Resta a pergunta, que foi a razão deste artigo: será que Fátima pode ser um objecto da História? Será que a historiografia de Fátima pode vir a progredir? A História, como ciência (nunca completamente imparcial, mas não confessional, como toda a Ciência), feita com base em documentos, dificilmente poderá progredir. Porquê? Porque por mais que tenha feito o Santuário de Fátima na recolha e divulgação de documentos (a que chamou Documentação Crítica de Fátima), e por mais que acreditemos que divulga tudo o que pode, o certo é que só se poderá evoluir no aprofundamento do objecto desde que se dêem a conhecer algumas fontes, como o epistolário oficial e particular do cardeal patriarca D. Manuel Gonçalves Cerejeira ou a correspondência e o arquivo integral do “quarto mensageiro” (como já lhe chamaram) Nunes Formigão. Sem isso, apenas poderemos completar os estudos de documentos publicados ao longo do tempo, que obviamente nos mostram que se acreditava (ou não) nos “milagres” de Fátima, como se acredita nos “milagres” ou na intercessão de Santo António, ou da santa feita pelo povo Maria Adelaide, em Arcozelo, ou da Alexandrina de Balazar, que Cerejeira, já em período de decadência e fora do patriarcado, assegurava que, por seu intermédio, se conseguira salvar Salazar do atentado de 4 de Julho de 1937 (como o bispo de Coimbra também afirmava, mas por intercessão da Rainha Santa) ou conseguira a difícil decisão de o Estado fundar tardiamente a Universidade Católica em 1971 (Mensageiro de Bragança, 7 de Dezembro de 1973). São, afinal, ainda possíveis estudos de história religiosa, que supõem uma análise ideológica, política ou psicológica, como o são de análise técnica e formal de documentos ou de sociologia ou de antropologia religiosas. Pouco mais.

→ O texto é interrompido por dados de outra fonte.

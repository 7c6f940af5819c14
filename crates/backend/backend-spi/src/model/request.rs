//! Dispatch request and output models

use std::fmt;
use std::str::FromStr;

use serde::de::DeserializeOwned;
use serde::{Deserialize, Serialize};

use crate::error::{RequestError, Result};
use crate::model::Options;

/// The collaborator operation a request targets
#[derive(Debug, Clone, Copy, PartialEq, Eq, Hash, Serialize, Deserialize)]
#[serde(rename_all = "snake_case")]
pub enum Operation {
    Forecast,
    CrossValidation,
}

impl Operation {
    pub fn as_str(&self) -> &'static str {
        match self {
            Operation::Forecast => "forecast",
            Operation::CrossValidation => "cross_validation",
        }
    }
}

impl fmt::Display for Operation {
    fn fmt(&self, f: &mut fmt::Formatter<'_>) -> fmt::Result {
        f.write_str(self.as_str())
    }
}

impl FromStr for Operation {
    type Err = RequestError;

    fn from_str(s: &str) -> Result<Self> {
        match s {
            "forecast" => Ok(Operation::Forecast),
            "cross_validation" => Ok(Operation::CrossValidation),
            other => Err(RequestError::UnknownOperation(other.to_string())),
        }
    }
}

/// A single backend call captured as a value
///
/// `D`, `M` and `Q` are the collaborator's dataset, model and frequency types.
/// Missing `fallback_model` and `options` decode as `None` and empty.
#[derive(Debug, Clone, PartialEq, Serialize, Deserialize)]
pub struct DispatchRequest<D, M, Q> {
    pub operation: Operation,
    pub df: D,
    pub models: Vec<M>,
    pub freq: Q,
    pub fallback_model: Option<M>,
    #[serde(default)]
    pub options: Options,
}

impl<D, M, Q> DispatchRequest<D, M, Q> {
    pub fn new(operation: Operation, df: D, models: Vec<M>, freq: Q) -> Self {
        Self {
            operation,
            df,
            models,
            freq,
            fallback_model: None,
            options: Options::new(),
        }
    }
}

impl<D, M, Q> DispatchRequest<D, M, Q>
where
    D: DeserializeOwned,
    M: DeserializeOwned,
    Q: DeserializeOwned,
{
    /// Decode a request from its JSON form
    pub fn from_json(json: &str) -> Result<Self> {
        Ok(serde_json::from_str(json)?)
    }
}

impl<D, M, Q> DispatchRequest<D, M, Q>
where
    D: Serialize,
    M: Serialize,
    Q: Serialize,
{
    pub fn to_json(&self) -> Result<String> {
        Ok(serde_json::to_string(self)?)
    }
}

/// Result of a dispatched request, tagged by operation
#[derive(Debug, Clone, PartialEq, Serialize, Deserialize)]
#[serde(rename_all = "snake_case")]
pub enum DispatchOutput<F, C> {
    Forecast(F),
    CrossValidation(C),
}

impl<F, C> DispatchOutput<F, C> {
    pub fn operation(&self) -> Operation {
        match self {
            DispatchOutput::Forecast(_) => Operation::Forecast,
            DispatchOutput::CrossValidation(_) => Operation::CrossValidation,
        }
    }

    pub fn into_forecast(self) -> Option<F> {
        match self {
            DispatchOutput::Forecast(result) => Some(result),
            DispatchOutput::CrossValidation(_) => None,
        }
    }

    pub fn into_cross_validation(self) -> Option<C> {
        match self {
            DispatchOutput::Forecast(_) => None,
            DispatchOutput::CrossValidation(result) => Some(result),
        }
    }
}
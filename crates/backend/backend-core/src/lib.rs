//! Backend Core
//!
//! In-process implementation of the backend calling convention.
//!
//! ## Example
//!
//! ```rust,ignore
//! use backend_core::prelude::*;
//!
//! let dispatcher = ForecastDispatcher::<StatsEngine>::new();
//! let forecast = dispatcher.forecast(df, models, "D", None, Options::new().with("h", 7))?;
//! let cv = dispatcher.cross_validation(df, models, "D", None, Options::new().with("n_windows", 3))?;
//! ```

pub mod dispatcher;

// Re-export SPI traits for implementations
pub use backend_spi::{
    DispatchOutput, DispatchRequest, Forecaster, Operation, OptionError, Options,
    ParallelBackend, RequestError, Result,
};

// Re-export main types
pub use dispatcher::ForecastDispatcher;

/// Prelude module for convenient imports
pub mod prelude {
    pub use crate::dispatcher::ForecastDispatcher;
    pub use backend_spi::{
        DispatchOutput, DispatchRequest, Forecaster, Operation, Options, ParallelBackend,
    };
}
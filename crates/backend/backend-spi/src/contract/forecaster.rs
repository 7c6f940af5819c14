//! Forecasting collaborator contract

use crate::model::Options;

/// A forecasting engine that backends construct and drive
///
/// An instance is bound to one dataset, one ordered set of models, a
/// sampling frequency and an optional fallback model. Both operations
/// consume the instance, so every call works on a fresh one.
///
/// # Example
///
/// ```rust,ignore
/// use backend_spi::{Forecaster, Options};
///
/// fn run<F: Forecaster>(df: F::Dataset, models: Vec<F::Model>, freq: F::Frequency) -> Result<F::Forecast, F::Error> {
///     F::new(df, models, freq, None)?.forecast(Options::new().with("h", 7))
/// }
/// ```
pub trait Forecaster: Sized {
    /// Tabular time series input
    type Dataset;
    /// Model descriptor, used for both the primary models and the fallback
    type Model;
    /// Sampling cadence descriptor
    type Frequency;
    /// Output of [`Forecaster::forecast`]
    type Forecast;
    /// Output of [`Forecaster::cross_validation`]
    type CrossValidation;
    type Error;

    /// Bind the engine to its inputs
    ///
    /// Validation of the dataset and models, including an empty model list,
    /// belongs here.
    fn new(
        df: Self::Dataset,
        models: Vec<Self::Model>,
        freq: Self::Frequency,
        fallback_model: Option<Self::Model>,
    ) -> Result<Self, Self::Error>;

    /// Fit the models and predict ahead, configured by `options`
    fn forecast(self, options: Options) -> Result<Self::Forecast, Self::Error>;

    /// Evaluate the models over rolling windows, configured by `options`
    fn cross_validation(self, options: Options) -> Result<Self::CrossValidation, Self::Error>;
}
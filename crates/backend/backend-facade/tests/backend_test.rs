//! Smoke tests for backend-facade re-exports

use backend_facade::prelude::*;

struct LastValue(Vec<f64>);

impl Forecaster for LastValue {
    type Dataset = Vec<f64>;
    type Model = &'static str;
    type Frequency = &'static str;
    type Forecast = Vec<f64>;
    type CrossValidation = Vec<f64>;
    type Error = OptionError;

    fn new(
        df: Vec<f64>,
        _models: Vec<&'static str>,
        _freq: &'static str,
        _fallback_model: Option<&'static str>,
    ) -> Result<Self, OptionError> {
        Ok(Self(df))
    }

    fn forecast(self, options: Options) -> Result<Vec<f64>, OptionError> {
        let h: usize = options.require("h")?;
        Ok(vec![self.0.last().copied().unwrap_or(f64::NAN); h])
    }

    fn cross_validation(self, options: Options) -> Result<Vec<f64>, OptionError> {
        let h: usize = options.require("h")?;
        Ok(self.0.iter().rev().take(h).copied().collect())
    }
}

#[test]
fn test_prelude_exposes_dispatcher() {
    let dispatcher = ForecastDispatcher::<LastValue>::new();
    let forecast = dispatcher
        .forecast(vec![1.0, 2.0], vec!["naive"], "D", None, Options::new().with("h", 3))
        .unwrap();
    assert_eq!(forecast, vec![2.0, 2.0, 2.0]);
}

#[test]
fn test_collaborator_option_error_reaches_caller() {
    let dispatcher = ForecastDispatcher::<LastValue>::new();
    let err = dispatcher
        .cross_validation(vec![1.0], vec!["naive"], "D", None, Options::new())
        .unwrap_err();
    assert_eq!(
        err,
        OptionError::Missing {
            name: "h".to_string()
        }
    );
}

#[test]
fn test_builder_from_prelude() {
    let request = RequestBuilder::forecast()
        .df(vec![4.0])
        .model("naive")
        .freq("D")
        .option("h", 1)
        .build()
        .unwrap();

    let output = ForecastDispatcher::<LastValue>::new().dispatch(request).unwrap();
    assert_eq!(output, DispatchOutput::Forecast(vec![4.0]));
}
//! Model module containing data structures

mod option_value;
mod options;
mod request;

pub use option_value::{LosslessValue, OptionValue};
pub use options::Options;
pub use request::{DispatchOutput, DispatchRequest, Operation};
//! Named operation options

use std::collections::btree_map;
use std::collections::BTreeMap;
use std::fmt;

use serde::de::{self, DeserializeOwned, MapAccess, Visitor};
use serde::{Deserialize, Deserializer, Serialize};
use serde_json::Value;

use crate::error::OptionError;
use crate::model::{LosslessValue, OptionValue};

/// Operation-specific named parameters (e.g. `h`, `n_windows`, `step_size`)
///
/// Backends forward options to the collaborator exactly as given. Only the
/// collaborator interprets them, usually through [`Options::get`] or
/// [`Options::require`]. Values that JSON cannot hold, such as NaN, are
/// rejected when set, and a decoded object may not repeat a key.
///
/// # Example
///
/// ```rust
/// use backend_spi::Options;
///
/// let options = Options::new()
///     .with("h", 7)
///     .with("level", vec![80, 95])
///     .try_with("alpha", 0.3)
///     .unwrap();
/// assert_eq!(options.require::<usize>("h").unwrap(), 7);
/// assert_eq!(options.get::<Vec<u8>>("level").unwrap(), Some(vec![80, 95]));
/// assert!(Options::new().try_with("alpha", f64::NAN).is_err());
/// ```
#[derive(Debug, Clone, Default, PartialEq, Serialize)]
#[serde(transparent)]
pub struct Options(BTreeMap<String, Value>);

impl Options {
    pub fn new() -> Self {
        Self::default()
    }

    /// Builder form of [`Options::insert`]
    pub fn with(mut self, name: impl Into<String>, value: impl LosslessValue) -> Self {
        self.insert(name, value);
        self
    }

    /// Set an option, returning the previous value if there was one
    pub fn insert(&mut self, name: impl Into<String>, value: impl LosslessValue) -> Option<Value> {
        self.0.insert(name.into(), value.into())
    }

    /// Builder form of [`Options::try_insert`]
    pub fn try_with(
        mut self,
        name: impl Into<String>,
        value: impl OptionValue,
    ) -> Result<Self, OptionError> {
        self.try_insert(name, value)?;
        Ok(self)
    }

    /// Set an option that may not have a JSON form, such as a float
    ///
    /// Fails with [`OptionError::InvalidValue`] and leaves the options
    /// unchanged when the value is or contains a non-finite float.
    pub fn try_insert(
        &mut self,
        name: impl Into<String>,
        value: impl OptionValue,
    ) -> Result<Option<Value>, OptionError> {
        let name = name.into();
        match value.into_option_value() {
            Ok(value) => Ok(self.0.insert(name, value)),
            Err(reason) => Err(OptionError::InvalidValue { name, reason }),
        }
    }

    pub fn remove(&mut self, name: &str) -> Option<Value> {
        self.0.remove(name)
    }

    pub fn get_raw(&self, name: &str) -> Option<&Value> {
        self.0.get(name)
    }

    pub fn contains_key(&self, name: &str) -> bool {
        self.0.contains_key(name)
    }

    /// Read an option as `T`, or `None` when it was not supplied
    pub fn get<T: DeserializeOwned>(&self, name: &str) -> Result<Option<T>, OptionError> {
        self.0
            .get(name)
            .map(|value| {
                T::deserialize(value).map_err(|e| OptionError::InvalidValue {
                    name: name.to_string(),
                    reason: e.to_string(),
                })
            })
            .transpose()
    }

    /// Read an option as `T`, failing when it was not supplied
    pub fn require<T: DeserializeOwned>(&self, name: &str) -> Result<T, OptionError> {
        self.get(name)?.ok_or_else(|| OptionError::Missing {
            name: name.to_string(),
        })
    }

    pub fn get_or<T: DeserializeOwned>(&self, name: &str, default: T) -> Result<T, OptionError> {
        Ok(self.get(name)?.unwrap_or(default))
    }

    pub fn len(&self) -> usize {
        self.0.len()
    }

    pub fn is_empty(&self) -> bool {
        self.0.is_empty()
    }

    pub fn keys(&self) -> impl Iterator<Item = &str> {
        self.0.keys().map(String::as_str)
    }

    pub fn iter(&self) -> btree_map::Iter<'_, String, Value> {
        self.0.iter()
    }
}

impl<K: Into<String>, V: LosslessValue> FromIterator<(K, V)> for Options {
    fn from_iter<I: IntoIterator<Item = (K, V)>>(iter: I) -> Self {
        Self(
            iter.into_iter()
                .map(|(k, v)| (k.into(), v.into()))
                .collect(),
        )
    }
}

impl<'de> Deserialize<'de> for Options {
    fn deserialize<D: Deserializer<'de>>(deserializer: D) -> Result<Self, D::Error> {
        deserializer.deserialize_map(OptionsVisitor)
    }
}

struct OptionsVisitor;

impl<'de> Visitor<'de> for OptionsVisitor {
    type Value = Options;

    fn expecting(&self, f: &mut fmt::Formatter<'_>) -> fmt::Result {
        f.write_str("a map of option names to values")
    }

    fn visit_map<A: MapAccess<'de>>(self, mut map: A) -> Result<Options, A::Error> {
        let mut options = BTreeMap::new();
        while let Some((name, value)) = map.next_entry::<String, Value>()? {
            if options.contains_key(&name) {
                return Err(de::Error::custom(format!("duplicate option '{}'", name)));
            }
            options.insert(name, value);
        }
        Ok(Options(options))
    }
}

impl IntoIterator for Options {
    type Item = (String, Value);
    type IntoIter = btree_map::IntoIter<String, Value>;

    fn into_iter(self) -> Self::IntoIter {
        self.0.into_iter()
    }
}

impl<'a> IntoIterator for &'a Options {
    type Item = (&'a String, &'a Value);
    type IntoIter = btree_map::Iter<'a, String, Value>;

    fn into_iter(self) -> Self::IntoIter {
        self.0.iter()
    }
}
//! Request building and decoding errors

use thiserror::Error;

use crate::error::OptionError;

/// Errors raised while building or decoding a dispatch request
#[derive(Error, Debug)]
pub enum RequestError {
    /// Operation name is neither `forecast` nor `cross_validation`
    #[error("Unknown operation '{0}': expected 'forecast' or 'cross_validation'")]
    UnknownOperation(String),

    /// A required request field was never set
    #[error("Missing request field '{0}'")]
    MissingField(&'static str),

    /// An option could not be stored as given
    #[error(transparent)]
    InvalidOption(#[from] OptionError),

    /// The request payload is not valid JSON for the expected shape
    #[error("Failed to decode request: {0}")]
    Decode(#[from] serde_json::Error),
}
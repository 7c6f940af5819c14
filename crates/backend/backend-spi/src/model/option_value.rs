//! Conversions from Rust values to option values

use serde_json::Value;

/// A value that can be stored as an option, possibly failing
///
/// JSON has no NaN or infinity, so non-finite floats are rejected
/// instead of being stored as `null`.
pub trait OptionValue {
    /// Convert to a JSON value, or explain why it cannot be stored as given
    fn into_option_value(self) -> Result<Value, String>;
}

/// An [`OptionValue`] whose conversion never fails or changes the value
///
/// Floats are not lossless; set them with [`Options::try_with`] or
/// [`Options::try_insert`].
///
/// [`Options::try_with`]: crate::Options::try_with
/// [`Options::try_insert`]: crate::Options::try_insert
pub trait LosslessValue: OptionValue + Into<Value> {}

macro_rules! lossless {
    ($($t:ty),* $(,)?) => {
        $(
            impl OptionValue for $t {
                fn into_option_value(self) -> Result<Value, String> {
                    Ok(Value::from(self))
                }
            }

            impl LosslessValue for $t {}
        )*
    };
}

lossless!(i8, i16, i32, i64, isize, u8, u16, u32, u64, usize, bool, String, &str, Value);

impl OptionValue for f64 {
    fn into_option_value(self) -> Result<Value, String> {
        if self.is_finite() {
            Ok(Value::from(self))
        } else {
            Err(format!("non-finite float {} has no JSON form", self))
        }
    }
}

impl OptionValue for f32 {
    fn into_option_value(self) -> Result<Value, String> {
        f64::from(self).into_option_value()
    }
}

impl<T: OptionValue> OptionValue for Vec<T> {
    fn into_option_value(self) -> Result<Value, String> {
        self.into_iter()
            .map(OptionValue::into_option_value)
            .collect::<Result<Vec<_>, _>>()
            .map(Value::Array)
    }
}

impl<T: LosslessValue> LosslessValue for Vec<T> {}

impl<T: OptionValue> OptionValue for Option<T> {
    fn into_option_value(self) -> Result<Value, String> {
        match self {
            Some(value) => value.into_option_value(),
            None => Ok(Value::Null),
        }
    }
}

impl<T: LosslessValue> LosslessValue for Option<T> {}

E, felizmente, agora podem realizar-se em liberdade, ao contrário do que sucedeu no Estado Novo. Recordemos que o professor Sílvio Lima foi demitido em 1935 sobretudo por ter criticado a obra de Cerejeira A Igreja e o pensamento contemporâneo (1924), ainda nessa altura somente padre e professor de História da Faculdade de Letras de Coimbra, que propunha como tese a recristianização dos intelectuais, e por ter escrito como dissertação para as provas para professor extraordinário da mesma faculdade a obra, ainda publicada pela Imprensa da Universidade (logo extinta por Salazar) e de imediato censurada, O Amor Místico. Noção e valor de uma experiência religiosa (1934), que pretendia dar uma explicação psicológica das experiências místicas.
Algo de idêntico sucedeu mais tarde com padres que visaram o aggiornamento da Igreja, como — só para citar um caso significativo — aconteceu com a exoneração compulsiva (embora efémera, em resultado de um recurso) de Joaquim Ferreira Gomes como professor também da Faculdade de Letras de Coimbra, porque havia escrito o livro “revolucionário” O Padre num mundo em transformação (1968).